The BET-inhibitor PFI-1 diminishes AR/AR-V7 signaling in prostate cancer cells

Marie C. Hupe, M. Raschid Hoda, Friedemann Zengerling, Sven Perner, Axel S. Merseburger, Marcus V. Cronauer

The bromodomain and extra-terminal (BET) family of proteins provides a scaffolding platform for the recruitment and tethering of transcription factors to acetylated chromatin, thereby modulating gene expression. In this study, we evaluated the efficacy of the BET-inhibitor PFI-1 to diminish AR/AR-V7 signaling and proliferation in castration-resistant prostate cancer cells. Prostate-specific antigen and androgen receptor (AR) protein were quantified by means of two commercial ELISAs. Transactivation of the AR, AR-V7 and Q641X was determined by reporter gene assays. Cell proliferation was measured using a colorimetric MTT-assay.
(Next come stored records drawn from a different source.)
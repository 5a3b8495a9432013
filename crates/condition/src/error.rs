/// Errors produced while parsing or evaluating a condition expression.
///
/// `InvalidExpression` is a parse-time defect; `UnknownField` and
/// `TypeMismatch` are evaluation-time defects against a concrete profile.
/// Callers on the resolution path treat all three as fail-open (the
/// document stays visible), callers on the authoring path surface them.
#[derive(Debug, Clone, PartialEq, Eq, thiserror::Error)]
pub enum ConditionError {
    /// The expression text does not conform to the condition grammar.
    #[error("invalid expression: {message} (at offset {at})")]
    InvalidExpression { message: String, at: usize },

    /// The expression references an attribute outside the fixed applicant
    /// vocabulary, or traverses a path that is absent on this profile.
    #[error("unknown field: {field}")]
    UnknownField { field: String },

    /// A boolean field was compared against a string literal or vice versa.
    #[error("type mismatch on '{field}': {field_type} field compared with {literal_type} literal")]
    TypeMismatch {
        field: String,
        field_type: &'static str,
        literal_type: &'static str,
    },
}

impl ConditionError {
    pub(crate) fn invalid(message: impl Into<String>, at: usize) -> Self {
        ConditionError::InvalidExpression {
            message: message.into(),
            at,
        }
    }
}
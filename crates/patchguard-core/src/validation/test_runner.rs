//! Run a caller-supplied test suite against the patched code.

use std::io;
use std::path::{Component, Path};
use std::time::{Duration, Instant};

use serde::{Deserialize, Serialize};
use tracing::{debug, warn};

use crate::domain::TestResult;
use crate::process::{run_command, ProcessError};

/// File the patched code is written to; tests import it as `patched`.
pub const PATCHED_FILE: &str = "patched.py";

fn default_test_file() -> String {
    "test_patched.py".to_string()
}

fn default_command() -> Vec<String> {
    vec!["pytest".to_string(), "-q".to_string()]
}

/// A test suite plus the command that runs it.
#[derive(Debug, Clone, Serialize, Deserialize, PartialEq, Eq)]
pub struct TestSpec {
    pub test_code: String,
    #[serde(default = "default_test_file")]
    pub test_file: String,
    /// Run with the temp dir as working directory.
    #[serde(default = "default_command")]
    pub command: Vec<String>,
}

impl TestSpec {
    pub fn pytest(test_code: impl Into<String>) -> Self {
        Self {
            test_code: test_code.into(),
            test_file: default_test_file(),
            command: default_command(),
        }
    }

    pub fn with_command(mut self, command: Vec<String>) -> Self {
        self.command = command;
        self
    }
}

/// Execute `spec` against `patched_code`, bounded by `timeout`.
///
/// Without a spec the result is `evaluated = false`. The scratch directory is
/// removed on every exit path, including cancellation.
pub async fn run_tests(
    patched_code: &str,
    spec: Option<&TestSpec>,
    timeout: Duration,
) -> TestResult {
    let Some(spec) = spec else {
        return TestResult::not_evaluated();
    };
    let start = Instant::now();

    let dir = match stage(patched_code, spec) {
        Ok(dir) => dir,
        Err(e) => return failed(vec![format!("failed to stage test files: {e}")], false, start),
    };

    match run_command(&spec.command, Some(dir.path()), timeout).await {
        Ok(output) if output.success => {
            debug!(duration_ms = output.duration_ms, "tests passed");
            TestResult {
                evaluated: true,
                passed: true,
                failures: Vec::new(),
                timed_out: false,
                duration_ms: elapsed_ms(start),
            }
        }
        Ok(output) => {
            let mut failures = parse_failures(&output.stdout);
            if failures.is_empty() {
                failures.push(format!("test command exited with code {}", output.exit_code));
            }
            debug!(failures = failures.len(), "tests failed");
            failed(failures, false, start)
        }
        Err(ProcessError::Timeout { timeout_ms, .. }) => {
            warn!(timeout_ms, "test execution timed out");
            failed(vec!["timeout".to_string()], true, start)
        }
        Err(e) => {
            warn!(error = %e, "test runner could not be executed");
            failed(vec![e.to_string()], false, start)
        }
    }
}

fn stage(patched_code: &str, spec: &TestSpec) -> io::Result<tempfile::TempDir> {
    let test_file = scratch_file_name(&spec.test_file)?;
    let dir = tempfile::Builder::new().prefix("patchguard-tests-").tempdir()?;
    std::fs::write(dir.path().join(PATCHED_FILE), patched_code)?;
    std::fs::write(dir.path().join(test_file), &spec.test_code)?;
    Ok(dir)
}

/// `name` as a single plain file name inside the scratch dir.
fn scratch_file_name(name: &str) -> io::Result<&Path> {
    let path = Path::new(name);
    let mut components = path.components();
    match (components.next(), components.next()) {
        (Some(Component::Normal(_)), None) if name != PATCHED_FILE => Ok(path),
        _ => Err(io::Error::new(
            io::ErrorKind::InvalidInput,
            format!("test file must be a plain file name other than {PATCHED_FILE}, got {name:?}"),
        )),
    }
}

fn failed(failures: Vec<String>, timed_out: bool, start: Instant) -> TestResult {
    TestResult {
        evaluated: true,
        passed: false,
        failures,
        timed_out,
        duration_ms: elapsed_ms(start),
    }
}

fn elapsed_ms(start: Instant) -> u64 {
    start.elapsed().as_millis() as u64
}

/// pytest's `FAILED ...` / `ERROR ...` summary lines.
pub fn parse_failures(stdout: &str) -> Vec<String> {
    stdout
        .lines()
        .map(str::trim)
        .filter(|line| line.starts_with("FAILED ") || line.starts_with("ERROR "))
        .map(str::to_string)
        .collect()
}

#[cfg(test)]
mod tests {
    use super::*;

    fn sh(script: &str) -> Vec<String> {
        vec!["sh".to_string(), "-c".to_string(), script.to_string()]
    }

    #[test]
    fn test_parse_failures() {
        let out = "..F\n=== short test summary info ===\nFAILED test_patched.py::test_add - assert 3 == 4\nERROR test_patched.py - ImportError\n1 failed, 2 passed\n";
        assert_eq!(
            parse_failures(out),
            vec![
                "FAILED test_patched.py::test_add - assert 3 == 4",
                "ERROR test_patched.py - ImportError"
            ]
        );
    }

    #[test]
    fn test_scratch_file_name_rejects_paths() {
        assert!(scratch_file_name("test_patched.py").is_ok());
        for bad in ["", "../escape.py", "/tmp/escape.py", "sub/test.py", ".", "..", PATCHED_FILE] {
            let err = scratch_file_name(bad).unwrap_err();
            assert_eq!(err.kind(), io::ErrorKind::InvalidInput, "{bad:?}");
        }
    }

    #[tokio::test]
    async fn test_test_file_cannot_escape_scratch_dir() {
        let outside = tempfile::tempdir().unwrap();
        let target = outside.path().join("escaped_test.py");
        let spec = TestSpec {
            test_code: "print('hi')\n".to_string(),
            test_file: target.to_string_lossy().to_string(),
            command: sh("exit 0"),
        };

        let result = run_tests("x = 1\n", Some(&spec), Duration::from_secs(10)).await;

        assert!(result.evaluated);
        assert!(!result.passed);
        assert!(result.failures[0].starts_with("failed to stage test files"));
        assert!(!target.exists());

        let relative = TestSpec {
            test_file: "../escaped_test.py".to_string(),
            ..spec
        };
        let result = run_tests("x = 1\n", Some(&relative), Duration::from_secs(10)).await;
        assert!(!result.passed);
    }

    #[tokio::test]
    async fn test_no_spec_is_not_evaluated() {
        let result = run_tests("x = 1", None, Duration::from_secs(1)).await;
        assert!(!result.evaluated);
        assert!(!result.failed());
    }

    #[tokio::test]
    async fn test_files_are_staged_in_working_dir() {
        let spec = TestSpec::pytest("def test_x():\n    pass\n")
            .with_command(sh("test -f patched.py && grep -q 'x = 1' patched.py && test -f test_patched.py"));
        let result = run_tests("x = 1\n", Some(&spec), Duration::from_secs(10)).await;
        assert!(result.evaluated);
        assert!(result.passed, "{:?}", result.failures);
    }

    #[tokio::test]
    async fn test_failure_lines_are_collected() {
        let spec = TestSpec::pytest("").with_command(sh(
            "echo 'FAILED test_patched.py::test_login - AssertionError'; exit 1",
        ));
        let result = run_tests("", Some(&spec), Duration::from_secs(10)).await;
        assert!(result.failed());
        assert_eq!(
            result.failures,
            vec!["FAILED test_patched.py::test_login - AssertionError"]
        );
    }

    #[tokio::test]
    async fn test_exit_code_fallback_message() {
        let spec = TestSpec::pytest("").with_command(sh("exit 3"));
        let result = run_tests("", Some(&spec), Duration::from_secs(10)).await;
        assert!(result.failed());
        assert_eq!(result.failures, vec!["test command exited with code 3"]);
    }

    #[tokio::test]
    async fn test_timeout_is_a_failure() {
        let spec = TestSpec::pytest("").with_command(sh("sleep 5"));
        let result = run_tests("", Some(&spec), Duration::from_millis(100)).await;
        assert!(result.evaluated);
        assert!(!result.passed);
        assert!(result.timed_out);
        assert_eq!(result.failures, vec!["timeout"]);
    }

    #[tokio::test]
    async fn test_missing_runner_is_a_failure() {
        let spec = TestSpec::pytest("").with_command(vec!["patchguard-no-such-runner".to_string()]);
        let result = run_tests("", Some(&spec), Duration::from_secs(1)).await;
        assert!(result.evaluated);
        assert!(!result.passed);
        assert!(result.failures[0].contains("not found"));
    }
}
PFI-1 dose-dependently inhibited transactivation of full-length AR (non- mutated, i.e., wild-type or point-mutated/promiscuous forms) without affecting their cellular protein levels. Moreover, PFI-1 was active against C-terminally truncated constitutively active ARs like AR-V7 and Q641X. Prostate cancer cells exhibiting a transcriptionally active AR-signaling complex (LNCaP, 22Rv1) were more susceptible to the growth-inhibitory effects than the AR-negative PC-3 cells. The quinazolinone PFI-1 is a highly efficient inhibitor of AR-signaling-competent prostate cancer cells in vitro. PFI-1 could serve as a lead compound for the development of new therapeutics able to block AR/AR-V7 signaling in advanced prostate cancer.